Give back the data in full, with every line exact.

Records to use section start

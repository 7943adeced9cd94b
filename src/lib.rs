//! Circle Match - matching engine for communal dinner circles
//!
//! Participants opt in to an event, optionally linked to a partner. A one-shot
//! trigger partitions the pool into circles of a fixed size, keeping partners
//! together and spreading interests, then assigns course or host roles.

pub mod auth;
pub mod config;
pub mod core;
pub mod error;
pub mod models;
pub mod routes;
pub mod services;

// Re-export commonly used types
pub use crate::core::{DiversityMetric, JaccardDiversity, MatchOutcome, MatchingEngine, MatchingPipeline, PartnerGraph};
pub use error::CircleError;
pub use models::{Circle, CircleMember, Event, EventFormat, MatchingStatus, OptInAttributes, OptInRecord, Role};
pub use services::{EventStore, MatchingService, MemoryStore, OptInService};
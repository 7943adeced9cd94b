// Model exports
pub mod domain;
pub mod requests;
pub mod responses;

pub use domain::{
    Circle, CircleMember, Course, DiversityWeights, Event, EventFormat, MatchingStatus, OptInAttributes,
    OptInRecord, PartnerRef, Role,
};
pub use requests::{CreateEventRequest, OptInRequest};
pub use responses::{
    CirclesResponse, ErrorResponse, HealthResponse, OptOutResponse, StatusResponse, TriggerResponse,
};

Records to use section end

▶ _Exercise response_:
repository 7943adeced9cd94b
filename src/lib.rs
//! Circle Match - matching engine for communal dinner circles
//!
//! Participants opt in to an event, optionally linked to a partner. A one-shot
//! trigger partitions the pool into circles of a fixed size, keeping partners
//! together and spreading interests, then assigns course or host roles.

pub mod auth;
pub mod config;
pub mod core;
pub mod error;
pub mod models;
pub mod routes;
pub mod services;

// Re-export commonly used types
pub use crate::core::{DiversityMetric, JaccardDiversity, MatchOutcome, MatchingEngine, MatchingPipeline, PartnerGraph};
pub use error::CircleError;
pub use models::{Circle, CircleMember, Event, EventFormat, MatchingStatus, OptInAttributes, OptInRecord, Role};
pub use services::{EventStore, MatchingService, MemoryStore, OptInService};
repository 7943adeced9cd94b
// Model exports
pub mod domain;
pub mod requests;
pub mod responses;

pub use domain::{
    Circle, CircleMember, Course, DiversityWeights, Event, EventFormat, MatchingStatus, OptInAttributes,
    OptInRecord, PartnerRef, Role,
};
pub use requests::{CreateEventRequest, OptInRequest};
pub use responses::{
    CirclesResponse, ErrorResponse, HealthResponse, OptOutResponse, StatusResponse, TriggerResponse,
};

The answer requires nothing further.